MATERIAL FOR THIS TASK:
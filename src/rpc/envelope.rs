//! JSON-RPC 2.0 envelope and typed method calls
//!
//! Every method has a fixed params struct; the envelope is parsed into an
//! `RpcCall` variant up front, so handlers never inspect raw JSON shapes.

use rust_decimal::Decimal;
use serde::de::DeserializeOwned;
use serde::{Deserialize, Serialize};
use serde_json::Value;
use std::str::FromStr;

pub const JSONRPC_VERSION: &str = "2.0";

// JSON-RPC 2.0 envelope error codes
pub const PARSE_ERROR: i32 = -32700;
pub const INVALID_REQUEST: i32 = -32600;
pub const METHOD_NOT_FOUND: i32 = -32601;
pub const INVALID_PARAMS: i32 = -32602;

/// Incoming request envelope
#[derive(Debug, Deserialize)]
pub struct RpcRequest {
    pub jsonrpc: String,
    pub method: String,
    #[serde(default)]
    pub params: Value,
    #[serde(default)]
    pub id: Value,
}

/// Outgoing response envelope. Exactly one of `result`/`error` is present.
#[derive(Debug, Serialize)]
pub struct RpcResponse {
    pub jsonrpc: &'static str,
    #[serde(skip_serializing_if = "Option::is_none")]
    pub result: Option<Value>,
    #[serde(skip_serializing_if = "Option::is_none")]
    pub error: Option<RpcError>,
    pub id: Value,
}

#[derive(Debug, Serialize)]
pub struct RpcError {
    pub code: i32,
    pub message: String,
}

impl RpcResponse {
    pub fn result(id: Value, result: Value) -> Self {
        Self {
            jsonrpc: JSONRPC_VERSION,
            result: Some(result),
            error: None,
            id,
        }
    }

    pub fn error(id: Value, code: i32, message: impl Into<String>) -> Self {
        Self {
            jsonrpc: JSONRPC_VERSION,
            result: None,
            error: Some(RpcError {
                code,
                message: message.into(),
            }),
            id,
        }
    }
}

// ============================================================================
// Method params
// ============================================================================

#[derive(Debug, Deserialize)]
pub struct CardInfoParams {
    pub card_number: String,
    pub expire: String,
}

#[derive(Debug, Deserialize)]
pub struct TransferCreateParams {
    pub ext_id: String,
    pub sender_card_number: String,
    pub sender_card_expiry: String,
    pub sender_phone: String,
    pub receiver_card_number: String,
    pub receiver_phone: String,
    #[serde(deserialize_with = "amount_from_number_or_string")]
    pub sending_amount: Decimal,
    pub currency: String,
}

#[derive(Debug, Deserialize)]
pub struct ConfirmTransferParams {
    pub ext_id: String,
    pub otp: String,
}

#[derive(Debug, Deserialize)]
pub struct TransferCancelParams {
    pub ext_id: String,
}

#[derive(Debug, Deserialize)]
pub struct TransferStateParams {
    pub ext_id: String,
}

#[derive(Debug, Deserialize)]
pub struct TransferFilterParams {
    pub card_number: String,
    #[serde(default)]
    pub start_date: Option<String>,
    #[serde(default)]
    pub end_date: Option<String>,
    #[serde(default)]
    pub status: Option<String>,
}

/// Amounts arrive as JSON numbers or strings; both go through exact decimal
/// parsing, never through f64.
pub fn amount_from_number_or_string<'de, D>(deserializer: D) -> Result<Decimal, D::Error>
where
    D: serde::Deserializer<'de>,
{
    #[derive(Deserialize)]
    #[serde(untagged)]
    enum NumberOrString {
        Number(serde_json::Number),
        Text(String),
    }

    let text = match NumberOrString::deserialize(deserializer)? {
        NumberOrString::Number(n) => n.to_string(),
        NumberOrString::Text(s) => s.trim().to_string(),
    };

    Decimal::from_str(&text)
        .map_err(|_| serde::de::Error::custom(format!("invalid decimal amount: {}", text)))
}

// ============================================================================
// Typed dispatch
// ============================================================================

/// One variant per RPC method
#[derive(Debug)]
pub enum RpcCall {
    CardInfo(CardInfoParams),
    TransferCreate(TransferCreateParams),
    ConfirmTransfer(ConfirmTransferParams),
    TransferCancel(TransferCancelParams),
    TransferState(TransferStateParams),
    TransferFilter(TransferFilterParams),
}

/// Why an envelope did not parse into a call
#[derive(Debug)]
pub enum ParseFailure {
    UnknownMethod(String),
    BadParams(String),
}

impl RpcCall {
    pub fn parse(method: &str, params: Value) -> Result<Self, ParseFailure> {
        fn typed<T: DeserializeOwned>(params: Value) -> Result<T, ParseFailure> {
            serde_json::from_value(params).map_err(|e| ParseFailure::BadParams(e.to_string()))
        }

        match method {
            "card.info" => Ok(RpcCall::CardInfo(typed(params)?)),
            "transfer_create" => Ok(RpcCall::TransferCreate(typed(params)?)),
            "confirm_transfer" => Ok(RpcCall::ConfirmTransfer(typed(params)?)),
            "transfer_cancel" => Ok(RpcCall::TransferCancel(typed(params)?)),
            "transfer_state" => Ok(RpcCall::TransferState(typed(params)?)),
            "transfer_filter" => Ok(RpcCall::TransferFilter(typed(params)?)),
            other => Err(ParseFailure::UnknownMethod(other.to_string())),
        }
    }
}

==

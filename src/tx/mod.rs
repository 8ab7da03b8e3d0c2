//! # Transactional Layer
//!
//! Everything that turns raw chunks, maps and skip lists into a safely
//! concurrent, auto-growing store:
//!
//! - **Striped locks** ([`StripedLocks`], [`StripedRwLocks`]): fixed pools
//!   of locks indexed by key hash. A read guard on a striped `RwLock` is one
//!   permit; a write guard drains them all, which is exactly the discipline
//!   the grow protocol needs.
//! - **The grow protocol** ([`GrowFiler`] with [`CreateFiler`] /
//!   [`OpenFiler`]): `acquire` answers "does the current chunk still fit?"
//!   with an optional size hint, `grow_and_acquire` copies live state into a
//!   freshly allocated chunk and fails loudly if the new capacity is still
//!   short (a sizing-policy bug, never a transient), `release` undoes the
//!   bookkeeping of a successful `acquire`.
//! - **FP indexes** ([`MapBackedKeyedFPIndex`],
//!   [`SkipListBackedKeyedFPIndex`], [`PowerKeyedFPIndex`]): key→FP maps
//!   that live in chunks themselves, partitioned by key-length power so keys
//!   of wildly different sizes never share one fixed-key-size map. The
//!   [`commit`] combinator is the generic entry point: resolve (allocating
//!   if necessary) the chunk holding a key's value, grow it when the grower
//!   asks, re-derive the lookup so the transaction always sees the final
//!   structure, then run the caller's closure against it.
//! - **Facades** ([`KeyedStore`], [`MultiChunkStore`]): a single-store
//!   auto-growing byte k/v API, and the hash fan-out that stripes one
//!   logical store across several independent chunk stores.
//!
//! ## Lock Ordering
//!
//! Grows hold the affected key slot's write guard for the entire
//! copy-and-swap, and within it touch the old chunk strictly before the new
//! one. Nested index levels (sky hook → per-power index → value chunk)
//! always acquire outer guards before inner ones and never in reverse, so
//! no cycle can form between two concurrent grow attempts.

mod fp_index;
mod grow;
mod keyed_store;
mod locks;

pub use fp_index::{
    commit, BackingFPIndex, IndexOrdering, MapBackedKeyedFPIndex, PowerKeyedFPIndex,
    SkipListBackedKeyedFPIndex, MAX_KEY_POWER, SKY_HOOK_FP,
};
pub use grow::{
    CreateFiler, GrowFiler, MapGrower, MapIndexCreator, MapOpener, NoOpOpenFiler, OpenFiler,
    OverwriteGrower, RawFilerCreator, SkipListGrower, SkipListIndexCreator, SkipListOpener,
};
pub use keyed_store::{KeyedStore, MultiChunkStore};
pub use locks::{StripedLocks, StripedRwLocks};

* * *

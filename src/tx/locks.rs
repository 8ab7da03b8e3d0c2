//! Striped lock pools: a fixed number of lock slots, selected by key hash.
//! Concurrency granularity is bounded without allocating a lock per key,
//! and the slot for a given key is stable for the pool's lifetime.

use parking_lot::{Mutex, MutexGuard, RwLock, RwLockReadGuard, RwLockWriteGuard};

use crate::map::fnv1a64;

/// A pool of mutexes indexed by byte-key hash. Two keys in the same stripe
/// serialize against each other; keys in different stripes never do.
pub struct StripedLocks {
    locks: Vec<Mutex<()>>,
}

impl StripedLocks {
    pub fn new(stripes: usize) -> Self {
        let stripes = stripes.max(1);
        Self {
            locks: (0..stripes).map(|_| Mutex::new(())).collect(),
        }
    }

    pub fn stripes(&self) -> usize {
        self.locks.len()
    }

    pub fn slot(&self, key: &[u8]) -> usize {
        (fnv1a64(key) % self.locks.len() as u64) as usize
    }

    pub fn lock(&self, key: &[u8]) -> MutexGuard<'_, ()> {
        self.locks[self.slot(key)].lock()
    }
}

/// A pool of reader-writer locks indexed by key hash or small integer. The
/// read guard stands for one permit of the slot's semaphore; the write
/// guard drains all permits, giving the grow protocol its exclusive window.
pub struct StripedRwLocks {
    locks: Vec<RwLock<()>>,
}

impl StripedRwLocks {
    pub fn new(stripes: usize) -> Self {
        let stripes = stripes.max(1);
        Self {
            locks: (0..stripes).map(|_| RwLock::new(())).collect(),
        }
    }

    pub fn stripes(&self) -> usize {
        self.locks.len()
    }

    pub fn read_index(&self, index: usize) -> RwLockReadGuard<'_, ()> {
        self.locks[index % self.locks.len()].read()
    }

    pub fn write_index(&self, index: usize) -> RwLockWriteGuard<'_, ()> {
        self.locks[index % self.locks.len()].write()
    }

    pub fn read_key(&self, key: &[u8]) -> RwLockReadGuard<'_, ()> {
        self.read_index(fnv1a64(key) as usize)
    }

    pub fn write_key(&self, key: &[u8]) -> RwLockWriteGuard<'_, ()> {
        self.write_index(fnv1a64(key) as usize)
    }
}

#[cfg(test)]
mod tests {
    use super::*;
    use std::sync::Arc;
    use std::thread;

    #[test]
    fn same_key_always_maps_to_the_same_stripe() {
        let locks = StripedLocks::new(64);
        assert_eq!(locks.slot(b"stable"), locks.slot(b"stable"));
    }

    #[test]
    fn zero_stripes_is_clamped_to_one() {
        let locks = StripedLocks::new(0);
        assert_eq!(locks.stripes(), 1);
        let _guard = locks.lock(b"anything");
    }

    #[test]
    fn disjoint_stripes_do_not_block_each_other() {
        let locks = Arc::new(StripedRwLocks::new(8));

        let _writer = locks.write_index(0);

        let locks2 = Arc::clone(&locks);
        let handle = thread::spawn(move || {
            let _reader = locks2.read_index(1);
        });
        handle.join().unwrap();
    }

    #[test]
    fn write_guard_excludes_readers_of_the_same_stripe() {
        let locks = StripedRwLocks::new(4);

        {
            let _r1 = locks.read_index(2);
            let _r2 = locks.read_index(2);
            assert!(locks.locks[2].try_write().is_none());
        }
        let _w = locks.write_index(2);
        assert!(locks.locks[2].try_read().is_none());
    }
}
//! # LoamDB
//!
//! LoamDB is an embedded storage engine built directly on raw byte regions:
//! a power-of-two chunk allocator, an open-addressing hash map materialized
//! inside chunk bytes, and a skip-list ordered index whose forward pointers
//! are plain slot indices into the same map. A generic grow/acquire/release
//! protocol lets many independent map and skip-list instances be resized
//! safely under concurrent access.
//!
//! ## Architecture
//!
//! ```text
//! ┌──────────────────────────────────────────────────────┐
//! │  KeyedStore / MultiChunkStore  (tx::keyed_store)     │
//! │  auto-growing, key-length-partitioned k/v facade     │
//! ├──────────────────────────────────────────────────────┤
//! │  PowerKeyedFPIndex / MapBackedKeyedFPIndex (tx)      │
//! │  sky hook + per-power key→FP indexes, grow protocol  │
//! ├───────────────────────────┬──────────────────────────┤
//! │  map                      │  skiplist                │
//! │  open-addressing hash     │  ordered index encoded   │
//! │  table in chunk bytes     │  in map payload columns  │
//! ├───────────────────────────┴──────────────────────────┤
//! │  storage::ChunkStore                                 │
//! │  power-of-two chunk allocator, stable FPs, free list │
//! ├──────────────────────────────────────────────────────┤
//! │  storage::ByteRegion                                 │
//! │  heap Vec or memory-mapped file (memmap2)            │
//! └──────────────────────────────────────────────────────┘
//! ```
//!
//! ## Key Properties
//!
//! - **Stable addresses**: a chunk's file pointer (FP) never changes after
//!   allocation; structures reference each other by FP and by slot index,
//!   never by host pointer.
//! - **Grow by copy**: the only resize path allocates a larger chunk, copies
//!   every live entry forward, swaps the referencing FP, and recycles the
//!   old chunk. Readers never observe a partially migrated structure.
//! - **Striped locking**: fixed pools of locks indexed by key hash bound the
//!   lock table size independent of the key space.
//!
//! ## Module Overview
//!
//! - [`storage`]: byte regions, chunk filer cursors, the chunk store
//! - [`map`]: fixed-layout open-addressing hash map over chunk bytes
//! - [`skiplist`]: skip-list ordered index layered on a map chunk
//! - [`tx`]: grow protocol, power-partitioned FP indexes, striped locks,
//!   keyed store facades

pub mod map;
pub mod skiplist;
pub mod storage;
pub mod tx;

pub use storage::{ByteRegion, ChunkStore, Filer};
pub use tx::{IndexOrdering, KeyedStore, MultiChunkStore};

WORK INSTRUCTIONS: Tally the lines above containing "storage". Answer with the count only.

TASK RESULT: 6